Chapter 2
Chapter Two
TAI
What the hell is he doing here? Jensen Hawke comes home the last week of the offseason and for any major holidays he’s not scheduled to play.
That’s it.
That’s his schedule.
I’ve had to learn and track his visits to Watesburg to successfully avoid him all these years, and I never would have thought that grabbing my usual morning coffee would bring me face-to-face with him.
Like all those years never happened.
For the last decade, I’ve watched his career soar while mine never had a chance to get started, and while that killed me at first, I’m in a better place now. I love my job, I love Watesburg in a way I never did when I was younger, and I have my routine that has made everything so much easier.
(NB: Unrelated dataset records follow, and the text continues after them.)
// src/miner/scheduler.rs
//! Mining task scheduler implementation
//!
//! Holds the single current task and hands out disjoint nonce ranges to
//! device workers. Task replacement and range allocation go through one
//! exclusive lock, so a worker always sees a consistent (task, range)
//! pair and two workers never search the same nonces of the same task.

use crate::miner::verify;
use crate::types::SubmitTarget;
use std::sync::{Arc, Mutex};
use std::time::{Duration, Instant};

/// Length of a complete candidate input in bytes
pub const INPUT_LEN: usize = 123;

/// Length of the input prefix the midstate covers
pub const FIRST_BLOCK_LEN: usize = 64;

/// Number of 32-bit words in the padded input suffix
pub const SUFFIX_WORDS: usize = 15;

/// Represents the current mining assignment received from a pool
///
/// A task is immutable once installed; the nonce cursor lives in the
/// [`Scheduler`] and is reset whenever a new task replaces this one.
#[derive(Debug, Clone)]
pub struct Task {
    /// Complete input template (header, expiry, wallet, prefix, seed, suffix)
    pub input: [u8; INPUT_LEN],
    /// Opaque giver identifier, echoed back on submission
    pub giver: serde_json::Value,
    /// Threshold a candidate digest must compare below (big-endian)
    pub complexity: [u8; 32],
    /// SHA-256 state after compressing the first 64-byte block of `input`
    pub hash_state: [u32; 8],
    /// Big-endian words of `input[64..]` plus the `0x80` padding byte
    pub suffix: [u32; SUFFIX_WORDS],
    /// When this task was installed, used for staleness checks
    pub created_at: Instant,
    /// Pool and wallet any share derived from this task is submitted to
    pub target: SubmitTarget,
    /// Whether this task was fetched from a devfee pool
    pub is_devfee: bool,
}

impl Task {
    /// Builds a task from an assembled input template
    ///
    /// Derives the precomputed hash state and the suffix words the
    /// accelerator consumes, so neither is recomputed per dispatch.
    ///
    /// # Arguments
    /// * `input` - The 123-byte input template
    /// * `giver` - Opaque pool identifier echoed on submission
    /// * `complexity` - Digest threshold for this task
    /// * `target` - Pool/wallet pair shares must be submitted to
    /// * `is_devfee` - Whether the task came from a devfee pool
    pub fn new(
        input: [u8; INPUT_LEN],
        giver: serde_json::Value,
        complexity: [u8; 32],
        target: SubmitTarget,
        is_devfee: bool,
    ) -> Self {
        let mut first_block = [0u8; FIRST_BLOCK_LEN];
        first_block.copy_from_slice(&input[..FIRST_BLOCK_LEN]);

        let mut padded = [0u8; SUFFIX_WORDS * 4];
        padded[..INPUT_LEN - FIRST_BLOCK_LEN].copy_from_slice(&input[FIRST_BLOCK_LEN..]);
        padded[INPUT_LEN - FIRST_BLOCK_LEN] = 0x80;

        let mut suffix = [0u32; SUFFIX_WORDS];
        for (i, word) in suffix.iter_mut().enumerate() {
            *word = u32::from_be_bytes(padded[i * 4..i * 4 + 4].try_into().unwrap());
        }

        Task {
            input,
            giver,
            complexity,
            hash_state: verify::midstate(&first_block),
            suffix,
            created_at: Instant::now(),
            target,
            is_devfee,
        }
    }

    /// Assembles the fixed argument buffer for one accelerator dispatch
    ///
    /// Layout: `[iterations, base_offset, hash_state(8), suffix(13)]`.
    /// Only the first 12 suffix words and the final padded word are
    /// passed; words 12 and 13 mirror words 0 and 1 and are folded in
    /// by the kernel itself.
    ///
    /// # Arguments
    /// * `iterations` - Hash attempts per accelerator thread
    /// * `base_offset` - Start of the nonce range being dispatched
    pub fn kernel_args(&self, iterations: u32, base_offset: u32) -> [u32; crate::accel::ARG_WORDS] {
        let mut args = [0u32; crate::accel::ARG_WORDS];
        args[0] = iterations;
        args[1] = base_offset;
        args[2..10].copy_from_slice(&self.hash_state);
        args[10..22].copy_from_slice(&self.suffix[..12]);
        args[22] = self.suffix[14];
        args
    }

    /// Reconstructs the full candidate input for a reported nonce pair
    ///
    /// The accelerator reports each candidate as two words `(a, b)`;
    /// together with the range's base offset they are XOR-folded into
    /// the suffix at fixed word positions (b at 0/12, a at 1/13, the
    /// offset at 2/14), mirroring what the kernel did when it found the
    /// candidate.
    ///
    /// # Arguments
    /// * `a` - First reported word of the pair
    /// * `b` - Second reported word of the pair
    /// * `base_offset` - Base offset of the dispatched range
    ///
    /// # Returns
    /// The complete 123-byte candidate input
    pub fn rebuild_candidate(&self, a: u32, b: u32, base_offset: u32) -> [u8; INPUT_LEN] {
        let mut words = self.suffix;
        words[0] ^= b;
        words[12] ^= b;
        words[1] ^= a;
        words[13] ^= a;
        words[2] ^= base_offset;
        words[14] ^= base_offset;

        let mut candidate = [0u8; INPUT_LEN];
        candidate[..FIRST_BLOCK_LEN].copy_from_slice(&self.input[..FIRST_BLOCK_LEN]);
        let mut bytes = [0u8; SUFFIX_WORDS * 4];
        for (i, word) in words.iter().enumerate() {
            bytes[i * 4..i * 4 + 4].copy_from_slice(&word.to_be_bytes());
        }
        candidate[FIRST_BLOCK_LEN..].copy_from_slice(&bytes[..INPUT_LEN - FIRST_BLOCK_LEN]);
        candidate
    }

    /// Get the age of this task
    pub fn age(&self) -> Duration {
        self.created_at.elapsed()
    }
}

/// A worker-exclusive slice of the nonce space
#[derive(Debug, Clone, Copy, PartialEq, Eq)]
pub struct NonceRange {
    /// First nonce of the range
    pub base: u64,
    /// Number of nonces in the range
    pub size: u64,
}

/// Represents a qualifying candidate ready for submission
#[derive(Debug, Clone)]
pub struct Share {
    /// Reconstructed candidate input
    pub input: [u8; INPUT_LEN],
    /// Giver identifier of the originating task
    pub giver: serde_json::Value,
    /// Recomputed digest of `input`
    pub digest: [u8; 32],
    /// When the originating task was installed
    pub task_created_at: Instant,
    /// Pool/wallet pair this share must be submitted to
    pub target: SubmitTarget,
    /// Whether the originating task was a devfee task
    pub is_devfee: bool,
}

struct Board {
    task: Option<Arc<Task>>,
    cursor: u64,
}

/// Coordinates the current task and nonce distribution across workers
///
/// This is the sole synchronization point between job fetchers and
/// device workers. Replacing the task and allocating a range both take
/// the same exclusive lock, held only for the O(1) bookkeeping.
pub struct Scheduler {
    board: Mutex<Board>,
}

impl Scheduler {
    /// Creates an empty scheduler with no current task
    pub fn new() -> Self {
        Scheduler {
            board: Mutex::new(Board {
                task: None,
                cursor: 0,
            }),
        }
    }

    /// Installs a new task and resets the nonce cursor
    ///
    /// Last writer wins; ranges already allocated from the superseded
    /// task stay valid and their shares keep that task's submit target.
    ///
    /// # Arguments
    /// * `task` - The new task to replace the current one
    pub fn replace(&self, task: Task) {
        let mut board = self.board.lock().unwrap();
        board.task = Some(Arc::new(task));
        board.cursor = 0;
    }

    /// Atomically allocates the next nonce range of the current task
    ///
    /// Captures a snapshot of the task together with the range, so a
    /// concurrent `replace` can never pair a new task with an old
    /// cursor or vice versa. Never blocks beyond the lock itself.
    ///
    /// # Arguments
    /// * `size` - Number of nonces to claim
    ///
    /// # Returns
    /// The task snapshot and the claimed range, or `None` if no task
    /// has been installed yet
    pub fn allocate(&self, size: u64) -> Option<(Arc<Task>, NonceRange)> {
        let mut board = self.board.lock().unwrap();
        let task = board.task.as_ref()?.clone();
        let range = NonceRange {
            base: board.cursor,
            size,
        };
        board.cursor += size;
        Some((task, range))
    }

    /// Age of the current task, or `None` before the first `replace`
    pub fn task_age(&self) -> Option<Duration> {
        let board = self.board.lock().unwrap();
        board.task.as_ref().map(|t| t.age())
    }

    /// Whether a task has ever been installed
    pub fn has_task(&self) -> bool {
        self.board.lock().unwrap().task.is_some()
    }
}

impl Default for Scheduler {
    fn default() -> Self {
        Scheduler::new()
    }
}

#[cfg(test)]
mod tests {
    use super::*;
    use std::thread;
    use url::Url;

    fn dummy_target() -> SubmitTarget {
        SubmitTarget::new(Url::parse("https://pool.example").unwrap(), "wallet")
    }

    fn dummy_task(seed: u8) -> Task {
        let mut input = [0u8; INPUT_LEN];
        for (i, b) in input.iter_mut().enumerate() {
            *b = seed.wrapping_add(i as u8);
        }
        Task::new(
            input,
            serde_json::json!("giver"),
            [0xff; 32],
            dummy_target(),
            false,
        )
    }

    #[test]
    fn allocate_before_first_task_yields_nothing() {
        let scheduler = Scheduler::new();
        assert!(scheduler.allocate(1024).is_none());
        assert!(!scheduler.has_task());
        assert!(scheduler.task_age().is_none());
    }

    #[test]
    fn ranges_form_a_contiguous_prefix() {
        let scheduler = Scheduler::new();
        scheduler.replace(dummy_task(1));

        let mut next = 0u64;
        for size in [256u64, 1024, 64, 4096] {
            let (_, range) = scheduler.allocate(size).unwrap();
            assert_eq!(range.base, next);
            assert_eq!(range.size, size);
            next += size;
        }
    }

    #[test]
    fn concurrent_ranges_are_disjoint() {
        let scheduler = Arc::new(Scheduler::new());
        scheduler.replace(dummy_task(2));

        let mut handles = Vec::new();
        for _ in 0..8 {
            let scheduler = scheduler.clone();
            handles.push(thread::spawn(move || {
                (0..200)
                    .map(|_| scheduler.allocate(512).unwrap().1)
                    .collect::<Vec<_>>()
            }));
        }

        let mut ranges: Vec<NonceRange> = handles
            .into_iter()
            .flat_map(|h| h.join().unwrap())
            .collect();
        ranges.sort_by_key(|r| r.base);

        let mut next = 0u64;
        for range in ranges {
            // no overlap and no gap: issuance covers a contiguous prefix
            assert_eq!(range.base, next);
            next += range.size;
        }
        assert_eq!(next, 8 * 200 * 512);
    }

    #[test]
    fn replace_resets_the_cursor_and_swaps_fields() {
        let scheduler = Scheduler::new();
        scheduler.replace(dummy_task(3));
        let (first, _) = scheduler.allocate(128).unwrap();
        scheduler.allocate(128).unwrap();

        scheduler.replace(dummy_task(99));
        let (second, range) = scheduler.allocate(128).unwrap();
        assert_eq!(range.base, 0);
        assert_ne!(first.input, second.input);
        assert_ne!(first.hash_state, second.hash_state);
    }

    #[test]
    fn suffix_words_cover_the_padded_tail() {
        let task = dummy_task(7);
        // first suffix word is input[64..68] big-endian
        assert_eq!(
            task.suffix[0],
            u32::from_be_bytes(task.input[64..68].try_into().unwrap())
        );
        // final word holds the last three template bytes and the padding
        let expect = u32::from_be_bytes([task.input[120], task.input[121], task.input[122], 0x80]);
        assert_eq!(task.suffix[14], expect);
    }

    #[test]
    fn kernel_args_layout_is_fixed() {
        let task = dummy_task(5);
        let args = task.kernel_args(8192, 77);
        assert_eq!(args[0], 8192);
        assert_eq!(args[1], 77);
        assert_eq!(&args[2..10], &task.hash_state);
        assert_eq!(&args[10..22], &task.suffix[..12]);
        assert_eq!(args[22], task.suffix[14]);
    }

    #[test]
    fn rebuild_folds_pair_and_offset_at_fixed_positions() {
        let task = dummy_task(11);
        let (a, b, base) = (5u32, 9u32, 256u32);
        let candidate = task.rebuild_candidate(a, b, base);

        assert_eq!(&candidate[..64], &task.input[..64]);
        let word = |i: usize| {
            let mut padded = [0u8; 4];
            let start = 64 + i * 4;
            let end = (start + 4).min(INPUT_LEN);
            padded[..end - start].copy_from_slice(&candidate[start..end]);
            if end - start < 4 {
                padded[end - start] = 0x80;
            }
            u32::from_be_bytes(padded)
        };
        assert_eq!(word(0), task.suffix[0] ^ b);
        assert_eq!(word(12), task.suffix[12] ^ b);
        assert_eq!(word(1), task.suffix[1] ^ a);
        assert_eq!(word(13), task.suffix[13] ^ a);
        assert_eq!(word(2), task.suffix[2] ^ base);
        // word 14 is truncated to three bytes in the candidate; compare those
        let folded = (task.suffix[14] ^ base).to_be_bytes();
        assert_eq!(&candidate[120..123], &folded[..3]);
    }
}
Sometimes that sneaky reminder creeps back in and tells me I only think that way because I’m stuck here, but it’s easier to ignore than ever.
Unlike Hawke. Because while I might have cut contact with him a long time ago, I’ve never missed a game or an achievement, and I stalk his social media account way more than I want to admit.
At first, it was out of the same bitter jealousy that forced me to turn my back on him, but over the years, my jealousy has settled, and I’ve reached a place where I’m happy for him.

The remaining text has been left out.